One day in June this year my wife found a dead bird on Hunstanton beach with a ring on, she wasn’t sure of the species but without saying anything to me she sent the ring number to the address on the ring.

Last week she received a letter from the British Trust for Ornithology saying that the bird was a Common Tern ringed in Baston Fen as a nestling in June 1996 by Nicholas Watts, myself!!! What a coincidence, surely a chance in a million.

Just think how far this bird will have travelled in those 14 years. Each year it has probably wintered in West Africa or even further south travelling a journey of at least 4000 miles each way, a total of over 100,000 miles in a straight line. However, seeing as they catch their food by flying over water and so follow the coastline that could be trebled to 300,000 miles!

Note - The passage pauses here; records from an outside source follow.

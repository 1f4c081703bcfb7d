use std::sync::Arc;

use approx::assert_abs_diff_eq;
use tremor::{
    AllCollector, AnyCollector, ClosestCollector, CollideSettings, MotionType, OverlapHit,
    PhysicsWorld, PointHit, QueryFilter, RayCastSettings, RayHit, RigidBodyDesc, Shape,
    ShapeCastHit, ShapeCastSettings, Vec3, WorldSettings,
};

fn world_with_layer() -> (PhysicsWorld, u32) {
    let mut settings = WorldSettings::new();
    let bp = settings.add_broad_phase_layer();
    let layer = settings.add_object_layer(bp).unwrap();
    settings.enable_collision(layer, layer).unwrap();
    (PhysicsWorld::new(settings), layer)
}

fn sphere_at(world: &mut PhysicsWorld, layer: u32, position: Vec3, radius: f32) -> tremor::BodyId {
    let shape = Arc::new(Shape::sphere(radius).unwrap());
    world
        .create_body(RigidBodyDesc::new(shape, MotionType::Static, layer).position(position))
        .unwrap()
}

#[test]
fn closest_ray_hit_wins_and_reports_fraction_and_normal() {
    let (mut world, layer) = world_with_layer();
    let near = sphere_at(&mut world, layer, Vec3::new(0.0, 0.0, 5.0), 1.0);
    sphere_at(&mut world, layer, Vec3::new(0.0, 0.0, 12.0), 1.0);

    let mut collector = ClosestCollector::<RayHit>::new();
    world.cast_ray(
        &mut collector,
        &RayCastSettings::default(),
        Vec3::ZERO,
        Vec3::Z,
        100.0,
        &QueryFilter::default(),
    );

    let hit = collector.hit.expect("ray should hit the near sphere");
    assert_eq!(hit.body, near);
    assert_abs_diff_eq!(hit.fraction, 0.04, epsilon = 1e-3);
    assert_abs_diff_eq!(hit.point.z, 4.0, epsilon = 1e-2);
    assert!(hit.normal.z < -0.99, "normal {:?}", hit.normal);
    assert_abs_diff_eq!(hit.normal.length(), 1.0, epsilon = 1e-4);
}

#[test]
fn all_collector_gathers_every_body_on_the_ray() {
    let (mut world, layer) = world_with_layer();
    sphere_at(&mut world, layer, Vec3::new(0.0, 0.0, 5.0), 1.0);
    sphere_at(&mut world, layer, Vec3::new(0.0, 0.0, 12.0), 1.0);
    sphere_at(&mut world, layer, Vec3::new(0.0, 7.0, 5.0), 1.0); // off the ray

    let mut collector = AllCollector::<RayHit>::new();
    world.cast_ray(
        &mut collector,
        &RayCastSettings::default(),
        Vec3::ZERO,
        Vec3::Z,
        100.0,
        &QueryFilter::default(),
    );
    assert_eq!(collector.hits.len(), 2);

    let mut any = AnyCollector::<RayHit>::new();
    world.cast_ray(
        &mut any,
        &RayCastSettings::default(),
        Vec3::ZERO,
        Vec3::Z,
        100.0,
        &QueryFilter::default(),
    );
    assert!(any.hit.is_some());
}

#[test]
fn query_filter_predicate_excludes_bodies() {
    let (mut world, layer) = world_with_layer();
    let skip_me = sphere_at(&mut world, layer, Vec3::new(0.0, 0.0, 5.0), 1.0);
    let target = sphere_at(&mut world, layer, Vec3::new(0.0, 0.0, 12.0), 1.0);

    let predicate = |body: &tremor::RigidBody| body.id != skip_me;
    let filter = QueryFilter {
        predicate: Some(&predicate),
        ..QueryFilter::default()
    };
    let mut collector = ClosestCollector::<RayHit>::new();
    world.cast_ray(
        &mut collector,
        &RayCastSettings::default(),
        Vec3::ZERO,
        Vec3::Z,
        100.0,
        &filter,
    );
    assert_eq!(collector.hit.unwrap().body, target);
}

#[test]
fn ray_against_box_and_mesh_reports_face_normals() {
    let (mut world, layer) = world_with_layer();
    let box_shape = Arc::new(Shape::cuboid(Vec3::new(1.0, 2.0, 3.0)).unwrap());
    world
        .create_body(
            RigidBodyDesc::new(box_shape, MotionType::Static, layer)
                .position(Vec3::new(10.0, 0.0, 0.0)),
        )
        .unwrap();

    let mesh = tremor::TriangleMesh::builder(
        vec![
            Vec3::new(-5.0, 0.0, -5.0),
            Vec3::new(5.0, 0.0, -5.0),
            Vec3::new(5.0, 0.0, 5.0),
            Vec3::new(-5.0, 0.0, 5.0),
        ],
        vec![[0, 1, 2], [0, 2, 3]],
    )
    .build()
    .unwrap();
    world
        .create_body(
            RigidBodyDesc::new(
                Arc::new(Shape::mesh(mesh)),
                MotionType::Static,
                layer,
            )
            .position(Vec3::new(0.0, -10.0, 0.0)),
        )
        .unwrap();

    // Box face.
    let mut collector = ClosestCollector::<RayHit>::new();
    world.cast_ray(
        &mut collector,
        &RayCastSettings::default(),
        Vec3::ZERO,
        Vec3::X,
        100.0,
        &QueryFilter::default(),
    );
    let hit = collector.hit.unwrap();
    assert_abs_diff_eq!(hit.point.x, 9.0, epsilon = 1e-2);
    assert!(hit.normal.x < -0.99);

    // Mesh triangle, normal facing the ray origin.
    let mut collector = ClosestCollector::<RayHit>::new();
    world.cast_ray(
        &mut collector,
        &RayCastSettings::default(),
        Vec3::new(1.0, 0.0, 1.0),
        Vec3::NEG_Y,
        100.0,
        &QueryFilter::default(),
    );
    let hit = collector.hit.unwrap();
    assert_abs_diff_eq!(hit.fraction * 100.0, 10.0, epsilon = 1e-2);
    assert!(hit.normal.y > 0.99);
}

#[test]
fn shape_cast_reports_time_of_impact() {
    let (mut world, layer) = world_with_layer();
    sphere_at(&mut world, layer, Vec3::new(0.0, 0.0, 10.0), 1.0);

    let cast = Shape::sphere(1.0).unwrap();
    let mut collector = ClosestCollector::<ShapeCastHit>::new();
    world.cast_shape(
        &mut collector,
        &ShapeCastSettings::default(),
        &cast,
        Vec3::ZERO,
        tremor::Quat::IDENTITY,
        Vec3::ONE,
        Vec3::new(0.0, 0.0, 20.0),
        &QueryFilter::default(),
    );

    let hit = collector.hit.expect("sweep should reach the sphere");
    // Surfaces meet after 8 of the 20 units: fraction 0.4.
    assert_abs_diff_eq!(hit.fraction, 0.4, epsilon = 0.02);
    assert!(hit.fraction > 0.0 && hit.fraction <= 1.0);
}

#[test]
fn overlapping_shape_cast_starts_at_fraction_zero() {
    let (mut world, layer) = world_with_layer();
    sphere_at(&mut world, layer, Vec3::new(0.0, 0.0, 1.0), 1.0);

    let cast = Shape::sphere(1.0).unwrap();
    let mut collector = ClosestCollector::<ShapeCastHit>::new();
    world.cast_shape(
        &mut collector,
        &ShapeCastSettings::default(),
        &cast,
        Vec3::ZERO,
        tremor::Quat::IDENTITY,
        Vec3::ONE,
        Vec3::new(0.0, 0.0, 5.0),
        &QueryFilter::default(),
    );

    let hit = collector.hit.expect("initially penetrating cast must hit");
    assert_eq!(hit.fraction, 0.0);
    assert!(hit.penetration_axis.length() > 0.5);
}

#[test]
fn collide_point_finds_containing_bodies() {
    let (mut world, layer) = world_with_layer();
    let ball = sphere_at(&mut world, layer, Vec3::new(0.0, 0.0, 0.0), 2.0);
    sphere_at(&mut world, layer, Vec3::new(10.0, 0.0, 0.0), 1.0);

    let mut collector = AllCollector::<PointHit>::new();
    world.collide_point(
        &mut collector,
        Vec3::new(0.5, 0.5, 0.5),
        &QueryFilter::default(),
    );
    assert_eq!(collector.hits.len(), 1);
    assert_eq!(collector.hits[0].body, ball);

    let mut collector = AllCollector::<PointHit>::new();
    world.collide_point(
        &mut collector,
        Vec3::new(5.0, 0.0, 0.0),
        &QueryFilter::default(),
    );
    assert!(collector.hits.is_empty());
}

#[test]
fn collide_shape_reports_overlap_depth_and_normal() {
    let (mut world, layer) = world_with_layer();
    let ball = sphere_at(&mut world, layer, Vec3::new(0.0, 0.0, 0.0), 1.0);

    let probe = Shape::sphere(1.0).unwrap();
    let mut collector = AllCollector::<OverlapHit>::new();
    world.collide_shape(
        &mut collector,
        &CollideSettings::default(),
        &probe,
        Vec3::new(1.5, 0.0, 0.0),
        tremor::Quat::IDENTITY,
        Vec3::ONE,
        &QueryFilter::default(),
    );

    assert_eq!(collector.hits.len(), 1);
    let hit = &collector.hits[0];
    assert_eq!(hit.body, ball);
    assert_abs_diff_eq!(hit.depth, 0.5, epsilon = 0.05);
    assert!(hit.normal.x < -0.9, "normal {:?}", hit.normal);
}
use glam::Vec3;

use crate::config::BAUMGARTE_FACTOR;
use crate::core::body::RigidBody;

use super::{AngularLockPart, ConstraintSpace, PointPart};

/// Welds two bodies together: all six degrees of freedom constrained.
#[derive(Clone)]
pub struct FixedJoint {
    point: PointPart,
    angular: AngularLockPart,
}

impl FixedJoint {
    /// Welds at a shared anchor; `World` space takes the anchor as-is,
    /// `Local` interprets it in body A's frame.
    pub fn new(a: &RigidBody, b: &RigidBody, space: ConstraintSpace, anchor: Vec3) -> Self {
        let world = match space {
            ConstraintSpace::World => anchor,
            ConstraintSpace::Local => a.transform().point_to_world(anchor),
        };
        Self {
            point: PointPart::new(a, b, world, world),
            angular: AngularLockPart::new(a, b),
        }
    }

    pub(crate) fn prepare(&mut self, a: &RigidBody, b: &RigidBody, _dt: f32) {
        self.point.prepare(a, b);
        self.angular.prepare(a, b);
    }

    pub(crate) fn warm_start(&mut self, a: &mut RigidBody, b: &mut RigidBody) {
        self.point.warm_start(a, b);
        self.angular.warm_start(a, b);
    }

    pub(crate) fn solve_velocity(&mut self, a: &mut RigidBody, b: &mut RigidBody, _dt: f32) {
        self.angular.solve_velocity(a, b);
        self.point.solve_velocity(a, b);
    }

    pub(crate) fn solve_position(&mut self, a: &mut RigidBody, b: &mut RigidBody, _dt: f32) {
        self.angular.solve_position(a, b, BAUMGARTE_FACTOR);
        self.point.solve_position(a, b, BAUMGARTE_FACTOR);
    }
}
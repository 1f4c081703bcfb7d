use glam::Vec3;
use serde::{Deserialize, Serialize};

use crate::config;
use crate::dynamics::sleep::SleepSettings;
use crate::error::PhysicsError;

/// Layer configuration: broadphase layers partition the DBVT forest, object
/// layers are the fine-grained collision categories, and a symmetric matrix
/// says which object layers may collide.
#[derive(Debug, Clone, Default, Serialize, Deserialize)]
pub struct LayerConfig {
    broad_phase_layer_count: u32,
    /// Broadphase layer of each object layer.
    object_layers: Vec<u32>,
    /// Symmetric object-layer collision matrix, row-major.
    collision_matrix: Vec<bool>,
}

impl LayerConfig {
    pub fn broad_phase_layer_count(&self) -> u32 {
        self.broad_phase_layer_count
    }

    pub fn object_layer_count(&self) -> u32 {
        self.object_layers.len() as u32
    }

    pub fn add_broad_phase_layer(&mut self) -> u32 {
        self.broad_phase_layer_count += 1;
        self.broad_phase_layer_count - 1
    }

    pub fn add_object_layer(&mut self, broad_phase_layer: u32) -> Result<u32, PhysicsError> {
        if broad_phase_layer >= self.broad_phase_layer_count {
            return Err(PhysicsError::UnknownBroadPhaseLayer(broad_phase_layer));
        }
        let index = self.object_layers.len() as u32;
        self.object_layers.push(broad_phase_layer);

        // Grow the matrix to the new layer count, preserving entries.
        let old = index as usize;
        let new = old + 1;
        let mut matrix = vec![false; new * new];
        for row in 0..old {
            for col in 0..old {
                matrix[row * new + col] = self.collision_matrix[row * old + col];
            }
        }
        self.collision_matrix = matrix;
        Ok(index)
    }

    /// Allows collision between two object layers (symmetric).
    pub fn enable_collision(&mut self, a: u32, b: u32) -> Result<(), PhysicsError> {
        let count = self.object_layer_count();
        if a >= count {
            return Err(PhysicsError::UnknownObjectLayer(a));
        }
        if b >= count {
            return Err(PhysicsError::UnknownObjectLayer(b));
        }
        let count = count as usize;
        self.collision_matrix[a as usize * count + b as usize] = true;
        self.collision_matrix[b as usize * count + a as usize] = true;
        Ok(())
    }

    pub fn object_layers_collide(&self, a: u32, b: u32) -> bool {
        let count = self.object_layer_count() as usize;
        let (a, b) = (a as usize, b as usize);
        if a >= count || b >= count {
            return false;
        }
        self.collision_matrix[a * count + b]
    }

    pub fn broad_phase_layer_of(&self, object_layer: u32) -> Result<u32, PhysicsError> {
        self.object_layers
            .get(object_layer as usize)
            .copied()
            .ok_or(PhysicsError::UnknownObjectLayer(object_layer))
    }

    /// Two broadphase layers can meet iff some object-layer pair mapped to
    /// them is allowed to collide.
    pub fn broadphase_layers_collide(&self, i: u32, j: u32) -> bool {
        for (layer_a, &bp_a) in self.object_layers.iter().enumerate() {
            if bp_a != i {
                continue;
            }
            for (layer_b, &bp_b) in self.object_layers.iter().enumerate() {
                if bp_b != j {
                    continue;
                }
                if self.object_layers_collide(layer_a as u32, layer_b as u32) {
                    return true;
                }
            }
        }
        false
    }

    pub fn is_empty(&self) -> bool {
        self.broad_phase_layer_count == 0
    }
}

/// Everything a world is configured with at creation time.
#[derive(Debug, Clone, Serialize, Deserialize)]
pub struct WorldSettings {
    pub gravity: Vec3,
    pub gravity_enabled: bool,
    pub velocity_iterations: u32,
    pub position_iterations: u32,
    pub sleep: SleepSettings,
    pub layers: LayerConfig,
}

impl Default for WorldSettings {
    fn default() -> Self {
        Self::new()
    }
}

impl WorldSettings {
    pub fn new() -> Self {
        Self {
            gravity: Vec3::from_slice(&config::DEFAULT_GRAVITY),
            gravity_enabled: true,
            velocity_iterations: config::DEFAULT_VELOCITY_ITERATIONS,
            position_iterations: config::DEFAULT_POSITION_ITERATIONS,
            sleep: SleepSettings::default(),
            layers: LayerConfig::default(),
        }
    }

    pub fn add_broad_phase_layer(&mut self) -> u32 {
        self.layers.add_broad_phase_layer()
    }

    pub fn add_object_layer(&mut self, broad_phase_layer: u32) -> Result<u32, PhysicsError> {
        self.layers.add_object_layer(broad_phase_layer)
    }

    pub fn enable_collision(&mut self, a: u32, b: u32) -> Result<(), PhysicsError> {
        self.layers.enable_collision(a, b)
    }
}

#[cfg(test)]
mod tests {
    use super::*;

    #[test]
    fn layer_matrix_is_symmetric_and_grows() {
        let mut settings = WorldSettings::new();
        let bp = settings.add_broad_phase_layer();
        let first = settings.add_object_layer(bp).unwrap();
        let second = settings.add_object_layer(bp).unwrap();
        let third = settings.add_object_layer(bp).unwrap();

        settings.enable_collision(first, second).unwrap();
        assert!(settings.layers.object_layers_collide(first, second));
        assert!(settings.layers.object_layers_collide(second, first));
        assert!(!settings.layers.object_layers_collide(first, third));
        assert!(!settings.layers.object_layers_collide(first, first));
    }

    #[test]
    fn unknown_layers_are_rejected() {
        let mut settings = WorldSettings::new();
        assert!(matches!(
            settings.add_object_layer(0),
            Err(PhysicsError::UnknownBroadPhaseLayer(0))
        ));
        let bp = settings.add_broad_phase_layer();
        let layer = settings.add_object_layer(bp).unwrap();
        assert!(settings.enable_collision(layer, 7).is_err());
    }

    #[test]
    fn broadphase_matrix_derives_from_object_matrix() {
        let mut settings = WorldSettings::new();
        let moving = settings.add_broad_phase_layer();
        let fixed = settings.add_broad_phase_layer();
        let a = settings.add_object_layer(moving).unwrap();
        let b = settings.add_object_layer(fixed).unwrap();
        settings.enable_collision(a, b).unwrap();

        assert!(settings.layers.broadphase_layers_collide(moving, fixed));
        assert!(!settings.layers.broadphase_layers_collide(moving, moving));
    }
}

I remember the situation well back in 1996. The Terns were nesting with Black headed Gulls on an island owned by Hanson’s, the gravel people, with only limited success, something was taking their eggs. After much thought I put two rabbit traps on the island early one morning with an egg in each trap and came back 2 hours later and had caught two Moorhens and both eggs had been eaten. I was amazed.

Two years earlier there had been a colony of 500 pairs of Black Headed Gulls and 70 pairs of Common Terns on this island and in 1997 no pairs nested successfully due to all the eggs being eaten by Moorhens.

1995 and 1996 were very dry years, the two driest years I have recorded since 1970. The Environment Agency threatened to stop farmers irrigating. I could see in the future at some point that we could be stopped abstracting water during the summer months so I thought that if I built a reservoir I could have my own water supply and because birds are dear to my heart, I thought putting an island in this reservoir might attract the Common Terns to my own island and that is what I did. Common Terns have nested on my island from 1998 and I have now had up to 80 pairs nesting on the island.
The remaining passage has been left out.